The United Nations (UN) International Day for the Eradication of Poverty is observed on October 17 each year since 1993. It promotes people’s awareness of the need to eradicate poverty and destitution worldwide, particularly in developing countries.

The commemoration of the International Day is based on the theme ‘Coming together with those furthest behind to build an inclusive world of universal respect for human rights and dignity.’ Call to Action to fight to end poverty everywhere in all forms is in the United Nations’ agenda 2030 for sustainable development.

On this day, Various non-government organizations and community charities support the Day for the Eradication of Poverty by actively calling for country leaders and governments to make the fight against poverty a central part of foreign policy.
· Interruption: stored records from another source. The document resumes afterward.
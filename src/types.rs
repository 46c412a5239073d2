//! Public and internal types for the wordscan API and pipeline.

use serde::Serialize;
use std::path::PathBuf;
use std::time::Duration;

use crate::error::ConfigError;
use crate::utils::config::Defaults;

/// One item on the handoff queue.
#[derive(Clone, Debug, PartialEq, Eq)]
pub enum FileTask {
    /// A `.txt` file found by the scanner.
    PathItem(PathBuf),
    /// Sentinel telling one consumer to exit. Never a real path.
    Termination,
}

/// Up to K `(word, count)` pairs for one file, most frequent first.
#[derive(Clone, Debug, PartialEq, Eq, Serialize)]
pub struct RankedResult {
    /// Label of the consumer that processed the file (e.g. `consumer-2`).
    pub worker: String,
    pub path: PathBuf,
    pub words: Vec<(String, u64)>,
}

/// Everything a [`ResultSink`](crate::report::ResultSink) can receive.
#[derive(Clone, Debug, PartialEq, Eq, Serialize)]
#[serde(tag = "event", rename_all = "snake_case")]
pub enum ScanEvent {
    Ranked(RankedResult),
    /// A queued file could not be read; the consumer continued.
    FileError {
        worker: String,
        path: PathBuf,
        error: String,
    },
    /// Part of the tree could not be walked; the pass continued.
    WalkError {
        path: Option<PathBuf>,
        error: String,
    },
}

impl ScanEvent {
    /// File the event refers to, if any.
    pub fn path(&self) -> Option<&PathBuf> {
        match self {
            ScanEvent::Ranked(r) => Some(&r.path),
            ScanEvent::FileError { path, .. } => Some(path),
            ScanEvent::WalkError { path, .. } => path.as_ref(),
        }
    }

    /// True for per-file events (ranked result or read error).
    pub fn is_file_event(&self) -> bool {
        matches!(self, ScanEvent::Ranked(_) | ScanEvent::FileError { .. })
    }
}

#[derive(Clone, Copy, Debug, PartialEq, Eq, Serialize)]
#[serde(rename_all = "snake_case")]
pub enum PipelineState {
    Idle,
    Running,
}

/// How a producer or consumer task ended.
#[derive(Clone, Copy, Debug, PartialEq, Eq, Serialize)]
#[serde(rename_all = "snake_case")]
pub enum TaskExit {
    /// Producer saw the stop flag and delivered `markers` termination markers.
    /// Fewer than the consumer count means delivery was cut short by shutdown.
    Stopped { markers: usize },
    /// Consumer took a termination marker.
    Terminated,
    /// Forced cancellation with no graceful stop in progress.
    Cancelled,
    /// The task panicked; caught at the task boundary.
    Panicked,
}

/// Pipeline options. Defaults come from [`Defaults`]; the CLI layers the config file and flags on top.
#[derive(Clone, Debug)]
pub struct Opts {
    /// Directory scanned on every pass.
    pub root: PathBuf,
    /// Pause between two full scan passes.
    pub scan_interval: Duration,
    /// Number of consumer tasks; also the queue capacity.
    pub consumer_count: usize,
    /// Number of producer tasks. Must be 1 (marker fan-out assumes a single producer).
    pub producer_count: usize,
    /// How many words to report per file.
    pub top_k: usize,
    /// Shorter tokens are dropped.
    pub min_word_length: usize,
    /// Follow symbolic links while walking.
    pub follow_links: bool,
    /// Debug logging.
    pub verbose: bool,
    /// Emit events as JSON lines instead of the console format (CLI).
    pub json: bool,
}

impl Default for Opts {
    fn default() -> Self {
        Self {
            root: PathBuf::from(Defaults::ROOT_DIR),
            scan_interval: Duration::from_secs(Defaults::SCAN_INTERVAL_SECS),
            consumer_count: Defaults::CONSUMER_COUNT,
            producer_count: Defaults::PRODUCER_COUNT,
            top_k: Defaults::TOP_K,
            min_word_length: Defaults::MIN_WORD_LENGTH,
            follow_links: false,
            verbose: false,
            json: false,
        }
    }
}

impl Opts {
    /// Check the invariants the pipeline relies on.
    pub fn validate(&self) -> Result<(), ConfigError> {
        if self.consumer_count == 0 {
            return Err(ConfigError::NoConsumers(self.consumer_count));
        }
        if self.producer_count != 1 {
            return Err(ConfigError::ProducerCount(self.producer_count));
        }
        if self.min_word_length == 0 {
            return Err(ConfigError::ZeroWordLength);
        }
        Ok(())
    }

    /// Worker pool size: producers + consumers.
    pub fn pool_size(&self) -> usize {
        self.producer_count + self.consumer_count
    }
}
World Poverty Day aims to promote dialogue and understanding among people living in poverty across the world, their communities and the world community at large.

World Poverty Day provides an opportunity to acknowledge the struggles of those furthest behind economically and gives them a platform to have their issues, needs and concerns heard.

Poverty has many faces and it is a struggle which affects communities far and wide across the globe. Poverty is more than lack of money. It is hunger and malnutrition,  illiteracy, homelessness, lack of access to medical care, inability to provide for one’s self or their family and social discrimination. It is powerlessness and lack of representation and freedom.

No poverty is Number 1 of the 17 Goals of the 2030 Agenda for Sustainable Development. This goal is to end poverty in all its forms across the world. The Sustainable Development Goals (SDGs), otherwise known as the Global Goals, are a universal call to action to end poverty, protect the planet and ensure that all people enjoy peace and prosperity.

There are about 800 million people living in extreme poverty and women and children have far fewer resources to cope with poverty which results in more loss for the society and economy.  In 2000, the UN adopted the Millennium Development Goals(MDGs) and identified eight contributors to human suffering.

  1. Poverty and Hunger
  2. Inequality in education
  3. Gender inequality
  4. Child morality
  5. Poor maternal health
  6. Infectious diseases
  7. A changing environment
  8. Unsustainable development

The 17 SDGs build on the successes of the MDGs, but including new areas such as climate change, economic inequality, innovation, sustainable consumption, peace and justice, among other priorities. The goals are interconnected – often the key to success on one will involve tackling issues more commonly associated with another.

International Day for the Eradication of Poverty calls for all countries and all people to come together for the Agenda to be successful. We have to work together by creating and nurturing a genuine partnership with people living with poverty to build an inclusive world where all people can enjoy human rights and lead lives with dignity.